The 500-ton truck's purchase decision can never be based solely on its acquisition price or operations cost; it must also include prospective resales. For instance, let's say a new truck cost $1.5 million and depreciated 20% in the first year; after a year of operation, the value of this truck would be $1.2 million. But who knows? Depending on market conditions and model, one could sell him after three years for about $1.1 million: a 26% depreciation from the original price. I have been privy to this scene in real life: a customer bought a fleet of 500-ton trucks for $1.3 million each, and after 3 years of punishing work, they sell each one for $1 million, about recovering 77% of the original investment.
Another significant contributor to a resale value is the truck brand. Usually, during the fifth year, Caterpillar haul trucks maintain about 40% to 50% of their value while others may depreciate up to 60% in this period. Such variance will denote a cash flow difference. The Caterpillar 777G, approximately worth $1.4 million, might be still holding $700,000 by year five, while another truck with equal tonnage from a lesser-known brand would be worthless at $500,000 in the same period. Such $200,000 could influence a company to take a route toward a well-known brand, even at higher initial costs.
Aside from truck conditions, whether it is in fine shape or not, determines how much it will sell for. Well-kept trucks that are regularly serviced can sell for much higher prices than poorly maintained trucks. A study I read from Equipment Watch reported that a truck with a good maintenance history and 5,000 operating hours could retain 75%-80% value after five years, while one with poor maintenance would plummet to 50%-60% of original value at the same time.
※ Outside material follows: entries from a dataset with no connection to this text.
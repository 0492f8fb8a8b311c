//! Request body validation.
//!
//! Input shapes implement [`Validate`], an explicit function from the raw JSON
//! object to the typed payload. [`ValidatedJson`] runs it before the handler,
//! so a rejected body never reaches a service or the store.

use axum::extract::{FromRequest, Request};
use axum::Json;
use serde::Serialize;
use serde_json::{Map, Value};
use uuid::Uuid;

use crate::error::AppError;

/// One rejected input field. `field` is the dotted path into the request.
#[derive(Debug, Clone, PartialEq, Eq, Serialize)]
pub struct FieldError {
    pub field: String,
    pub message: String,
}

impl FieldError {
    pub fn new(field: impl Into<String>, message: impl Into<String>) -> Self {
        Self {
            field: field.into(),
            message: message.into(),
        }
    }

    fn body(key: &str, message: impl Into<String>) -> Self {
        Self::new(format!("body.{key}"), message)
    }
}

/// Explicit validation of an input shape from its JSON object.
pub trait Validate: Sized {
    /// Return the normalized payload, or every failing field at once.
    fn validate(body: &Map<String, Value>) -> Result<Self, Vec<FieldError>>;
}

/// Extractor that parses a JSON object body and validates it as `T`.
#[derive(Debug, Clone)]
pub struct ValidatedJson<T>(pub T);

impl<S, T> FromRequest<S> for ValidatedJson<T>
where
    S: Send + Sync,
    T: Validate,
{
    type Rejection = AppError;

    async fn from_request(req: Request, state: &S) -> Result<Self, Self::Rejection> {
        let Json(value) = Json::<Value>::from_request(req, state)
            .await
            .map_err(|rejection| {
                AppError::validation(vec![FieldError::new("body", rejection.body_text())])
            })?;

        let Value::Object(body) = value else {
            return Err(AppError::validation(vec![FieldError::new(
                "body",
                "Input should be a valid dictionary",
            )]));
        };

        T::validate(&body).map(ValidatedJson).map_err(AppError::validation)
    }
}

/// Required string field, trimmed, non-empty, at most `max_chars` characters.
pub fn trimmed_string(
    body: &Map<String, Value>,
    key: &str,
    max_chars: usize,
) -> Result<String, FieldError> {
    let raw = match body.get(key) {
        None | Some(Value::Null) => return Err(FieldError::body(key, "Field required")),
        Some(Value::String(raw)) => raw,
        Some(_) => return Err(FieldError::body(key, "Input should be a valid string")),
    };

    let trimmed = raw.trim();
    if trimmed.is_empty() {
        return Err(FieldError::body(key, format!("{key} must not be empty")));
    }
    if trimmed.chars().count() > max_chars {
        return Err(FieldError::body(
            key,
            format!("String should have at most {max_chars} characters"),
        ));
    }

    Ok(trimmed.to_string())
}

/// Required string field holding a version-4 UUID.
pub fn uuid_v4(body: &Map<String, Value>, key: &str) -> Result<Uuid, FieldError> {
    let raw = match body.get(key) {
        None | Some(Value::Null) => return Err(FieldError::body(key, "Field required")),
        Some(Value::String(raw)) => raw,
        Some(_) => return Err(FieldError::body(key, "UUID input should be a string")),
    };

    let id = Uuid::parse_str(raw.trim())
        .map_err(|_| FieldError::body(key, "Input should be a valid UUID"))?;

    if id.get_version_num() != 4 {
        return Err(FieldError::body(key, "UUID version 4 expected"));
    }

    Ok(id)
}
pub mod args;

use clap::Parser;
pub use args::{Arguments, PacbioModel};

pub fn parse() -> Arguments {
    Arguments::parse()
}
Just the other day, a mining company sold one of its trucks maintained in prime condition with 6,000 hours for $850,000, while an equivalent truck with 7,000 hours and in bad condition went for only $600,000—a swing of $250,000.
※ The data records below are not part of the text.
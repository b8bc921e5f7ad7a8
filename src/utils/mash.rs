// Parsing for `mash dist` tabular output against the PLSDB sketch.
use std::collections::HashMap;
use std::fs;
use std::path::Path;
use anyhow::{Result, anyhow};


#[derive(Debug, Clone, PartialEq)]
pub struct MashHit {
    pub reference: String,
    pub query: String,
    pub distance: f64,
    pub p_value: f64,
    pub shared_hashes: u32,
    pub total_hashes: u32,
}

impl MashHit {
    pub fn parse_line(line: &str) -> Result<Self> {
        let mut fields = line.split('\t');
        let reference = fields.next().ok_or_else(|| anyhow!("Missing reference"))?.to_string();
        let query = fields.next().ok_or_else(|| anyhow!("Missing query"))?.to_string();
        let distance = fields.next().ok_or_else(|| anyhow!("Missing distance"))?.trim().parse()?;
        let p_value = fields.next().ok_or_else(|| anyhow!("Missing p-value"))?.trim().parse()?;
        let hashes = fields.next().ok_or_else(|| anyhow!("Missing shared hashes"))?.trim();
        let (shared, total) = hashes
            .split_once('/')
            .ok_or_else(|| anyhow!("Invalid shared hashes: {}", hashes))?;

        Ok(Self {
            reference,
            query,
            distance,
            p_value,
            shared_hashes: shared.parse()?,
            total_hashes: total.parse()?,
        })
    }

    /// PLSDB sketch entries are named by accession, optionally with a path or extension.
    pub fn accession(&self) -> &str {
        let name = self.reference.rsplit('/').next().unwrap_or(&self.reference);
        name.strip_suffix(".fna")
            .or_else(|| name.strip_suffix(".fasta"))
            .unwrap_or(name)
    }
}


pub fn parse_mash_output(path: &Path) -> Result<Vec<MashHit>> {
    let text = fs::read_to_string(path)?;
    text.lines()
        .filter(|line| !line.trim().is_empty())
        .map(MashHit::parse_line)
        .collect()
}

/// Keeps the closest reference for each query: lowest distance, then most shared hashes.
pub fn best_hits(hits: Vec<MashHit>) -> HashMap<String, MashHit> {
    let mut best: HashMap<String, MashHit> = HashMap::new();
    for hit in hits {
        match best.get(&hit.query) {
            Some(current)
                if current.distance < hit.distance
                    || (current.distance == hit.distance && current.shared_hashes >= hit.shared_hashes) => {}
            _ => {
                best.insert(hit.query.clone(), hit);
            }
        }
    }
    best
}


#[cfg(test)]
mod tests {
    use super::*;

    #[test]
    fn test_parse_line() -> Result<()> {
        let hit = MashHit::parse_line("NZ_CP012345.1\tplasmid_00001\t0.0123\t1.5e-200\t870/1000")?;
        assert_eq!(hit.accession(), "NZ_CP012345.1");
        assert_eq!(hit.query, "plasmid_00001");
        assert_eq!(hit.distance, 0.0123);
        assert_eq!((hit.shared_hashes, hit.total_hashes), (870, 1000));
        assert!(MashHit::parse_line("a\tb\t0.1\t0.0").is_err());
        assert!(MashHit::parse_line("a\tb\t0.1\t0.0\t870").is_err());
        Ok(())
    }

    #[test]
    fn test_best_hits() -> Result<()> {
        let hits = vec![
            MashHit::parse_line("ref1\tplasmid_00001\t0.05\t0\t500/1000")?,
            MashHit::parse_line("ref2\tplasmid_00001\t0.01\t0\t900/1000")?,
            MashHit::parse_line("ref3\tplasmid_00001\t0.01\t0\t800/1000")?,
            MashHit::parse_line("ref4\tplasmid_00002\t0.09\t0\t100/1000")?,
        ];
        let best = best_hits(hits);
        assert_eq!(best.len(), 2);
        assert_eq!(best["plasmid_00001"].reference, "ref2");
        assert_eq!(best["plasmid_00002"].reference, "ref4");
        Ok(())
    }

    #[test]
    fn test_parse_empty_output() -> Result<()> {
        let tmp = tempfile::tempdir()?;
        let path = tmp.path().join("mash.tsv");
        std::fs::write(&path, "")?;
        assert!(parse_mash_output(&path)?.is_empty());
        Ok(())
    }
}
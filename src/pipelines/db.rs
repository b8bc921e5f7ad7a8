use std::path::PathBuf;
use std::sync::Arc;
use log::info;
use crate::config::defs::{PipelineError, RunConfig};
use crate::utils::db::check_db_installation;


/// Validates the database given with `-d` without running anything else.
pub async fn check_db(run_config: Arc<RunConfig>) -> Result<(), PipelineError> {
    println!("\n-------------\n Check DB\n-------------\n");

    let db = run_config
        .args
        .database
        .as_ref()
        .ok_or_else(|| PipelineError::InvalidConfig("--database is required for module check_db".to_string()))?;
    let db = PathBuf::from(db);
    let db = if db.is_absolute() { db } else { run_config.cwd.join(db) };

    check_db_installation(&db)?;
    info!("Database check passed");
    Ok(())
}
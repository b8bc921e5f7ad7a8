// SAM reading through htslib and plasmid read extraction.
use std::collections::{HashMap, HashSet};
use std::fs::File;
use std::io::{BufWriter, Write};
use std::path::Path;
use anyhow::{Result, anyhow};
use log::debug;
use rust_htslib::bam::{self, Read, record::Record};
use crate::utils::file::write_fastq_record;

/// htslib's 4-bit nucleotide alphabet. A, C, G and T are single bits, so the
/// complement of any code (IUPAC included) is its bit reversal.
const NT16: &[u8; 16] = b"=ACMGRSVTWYHKDBN";

const PHRED_OFFSET: u8 = 33;
const MISSING_QUAL: u8 = 0xff;
const FILLER_QUAL: u8 = b'I';


/// A primary alignment reduced to what the FASTQ writers need.
#[derive(Debug, Clone, PartialEq)]
pub struct ExtractedRead {
    pub name: Vec<u8>,
    pub seq: Vec<u8>,
    pub qual: Vec<u8>,
    pub plasmid: bool,
}

impl ExtractedRead {
    /// Sequence and qualities as sequenced, undoing the aligner's reverse complement.
    fn from_record(record: &Record, chromosome_tids: &[bool]) -> Self {
        let len = record.seq_len();
        let seq = record.seq();
        let raw_qual = record.qual();

        let (seq, mut qual): (Vec<u8>, Vec<u8>) = if record.is_reverse() {
            (
                (0..len).rev().map(|i| complement_base(seq.encoded_base(i))).collect(),
                raw_qual.iter().rev().copied().collect(),
            )
        } else {
            (seq.as_bytes(), raw_qual.to_vec())
        };

        if qual.first().is_none_or(|q| *q == MISSING_QUAL) {
            qual = vec![FILLER_QUAL; len];
        } else {
            qual.iter_mut().for_each(|q| *q += PHRED_OFFSET);
        }

        Self {
            name: record.qname().to_vec(),
            seq,
            qual,
            plasmid: is_plasmid_record(record, chromosome_tids),
        }
    }

    fn write<W: Write>(&self, writer: &mut W) -> std::io::Result<()> {
        write_fastq_record(writer, &String::from_utf8_lossy(&self.name), &self.seq, &self.qual)
    }
}


fn complement_base(code: u8) -> u8 {
    NT16[((code & 0xf).reverse_bits() >> 4) as usize]
}

/// Unmapped, or aligned to something other than a chromosome contig.
fn is_plasmid_record(record: &Record, chromosome_tids: &[bool]) -> bool {
    if record.is_unmapped() || record.tid() < 0 {
        return true;
    }
    !chromosome_tids.get(record.tid() as usize).copied().unwrap_or(false)
}


/// Opens a SAM/BAM and flags which reference ids are chromosome contigs.
fn open_alignments(sam: &Path, chromosome_ids: &HashSet<String>) -> Result<(bam::Reader, Vec<bool>)> {
    let reader = bam::Reader::from_path(sam)
        .map_err(|e| anyhow!("Cannot open {}: {}", sam.display(), e))?;
    let chromosome_tids = reader
        .header()
        .target_names()
        .iter()
        .map(|name| chromosome_ids.contains(String::from_utf8_lossy(name).as_ref()))
        .collect();
    Ok((reader, chromosome_tids))
}

/// Calls `f` on every primary alignment record.
fn for_each_primary<F>(sam: &Path, chromosome_ids: &HashSet<String>, mut f: F) -> Result<u64>
where
    F: FnMut(&Record, &[bool]) -> Result<()>,
{
    let (mut reader, chromosome_tids) = open_alignments(sam, chromosome_ids)?;
    let mut record = Record::new();
    let mut primary: u64 = 0;
    while let Some(result) = reader.read(&mut record) {
        result.map_err(|e| anyhow!("Failed to parse SAM record in {}: {}", sam.display(), e))?;
        if record.is_secondary() || record.is_supplementary() {
            continue;
        }
        primary += 1;
        f(&record, &chromosome_tids)?;
    }
    Ok(primary)
}


/// Writes long reads that did not land on a chromosome contig to a FASTQ.
///
/// # Arguments
///
/// * `sam` - Long reads aligned to the long-read assembly.
/// * `chromosome_ids` - Contig names considered chromosomal.
/// * `fastq` - Output FASTQ.
///
/// # Returns
/// Result<u64>: number of reads written.
///
pub fn extract_long_plasmid_reads(
    sam: &Path,
    chromosome_ids: &HashSet<String>,
    fastq: &Path,
) -> Result<u64> {
    let mut writer = BufWriter::new(File::create(fastq)?);
    let mut written: u64 = 0;

    let primary = for_each_primary(sam, chromosome_ids, |record, chromosome_tids| {
        if record.seq_len() > 0 && is_plasmid_record(record, chromosome_tids) {
            ExtractedRead::from_record(record, chromosome_tids).write(&mut writer)?;
            written += 1;
        }
        Ok(())
    })?;

    writer.flush()?;
    debug!("Extracted {} of {} long reads from {}", written, primary, sam.display());
    Ok(written)
}


/// Writes short read pairs where either mate did not land on a chromosome contig
/// to an R1/R2 FASTQ pair.
///
/// A mate waits until its partner shows up and is then written or dropped, so memory
/// only grows with the number of mates still unpaired. Pairs are written in the order
/// they complete. Records without the paired flag are ignored.
///
/// # Arguments
///
/// * `sam` - Paired short reads aligned to the long-read assembly.
/// * `chromosome_ids` - Contig names considered chromosomal.
/// * `r1` - Output FASTQ for first mates.
/// * `r2` - Output FASTQ for second mates.
///
/// # Returns
/// Result<u64>: number of pairs written.
///
pub fn extract_short_plasmid_reads(
    sam: &Path,
    chromosome_ids: &HashSet<String>,
    r1: &Path,
    r2: &Path,
) -> Result<u64> {
    let mut writer1 = BufWriter::new(File::create(r1)?);
    let mut writer2 = BufWriter::new(File::create(r2)?);
    let mut pending: HashMap<Vec<u8>, (bool, ExtractedRead)> = HashMap::new();
    let mut written: u64 = 0;

    let primary = for_each_primary(sam, chromosome_ids, |record, chromosome_tids| {
        if !record.is_paired() {
            return Ok(());
        }
        let is_first = record.is_first_in_template();
        if !is_first && !record.is_last_in_template() {
            return Ok(());
        }

        let Some((mate_is_first, mate)) = pending.remove(record.qname()) else {
            let read = ExtractedRead::from_record(record, chromosome_tids);
            pending.insert(read.name.clone(), (is_first, read));
            return Ok(());
        };
        if mate_is_first == is_first {
            return Err(anyhow!(
                "Read {} has two mates with the same orientation",
                String::from_utf8_lossy(record.qname())
            ));
        }

        let read = ExtractedRead::from_record(record, chromosome_tids);
        if read.plasmid || mate.plasmid {
            let (first, second) = if is_first { (&read, &mate) } else { (&mate, &read) };
            first.write(&mut writer1)?;
            second.write(&mut writer2)?;
            written += 1;
        }
        Ok(())
    })?;

    if !pending.is_empty() {
        debug!("{} short reads in {} had no mate", pending.len(), sam.display());
    }
    writer1.flush()?;
    writer2.flush()?;
    debug!("Extracted {} short read pairs from {} primary records in {}", written, primary, sam.display());
    Ok(written)
}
Demand in the used truck market also changes, which results in the resale price fluctuation. For instance, during boom periods, a good number of used haul trucks could find themselves being sold at about 15-20% higher than the usual going rate due to high demand arising from construction or mining activities. In 2020, following the global economic recovery post-COVID, the price for used trucks surged by as much as 18% due to an increase in mining operations worldwide. On the contrary, during times of recession or market slowdowns, these trucks would sell for one-third less or even forty percent below their ideal price in a given year. Thus, a buyer planning to market the truck within five years must factor in this market volatility.
Another concept worth looking into would be the model specifications and technology of the haul truck. Trucks equipped with newer technology, including autonomous driving systems, advanced fuel efficiency, and telematics, tend to hold their value better since potential buyers see more immediate operational advantages. An initial purchase price of $1.5 million for the truck with the advanced technology packages may still draw a $1 million price tag in five years, whereas a basic model without such technology may depreciate to $800,000. The difference lies in the willingness of secondary market buyers to pay a premium for trucks with high-tech capabilities that could help reduce long-term operating costs and increase overall efficiency.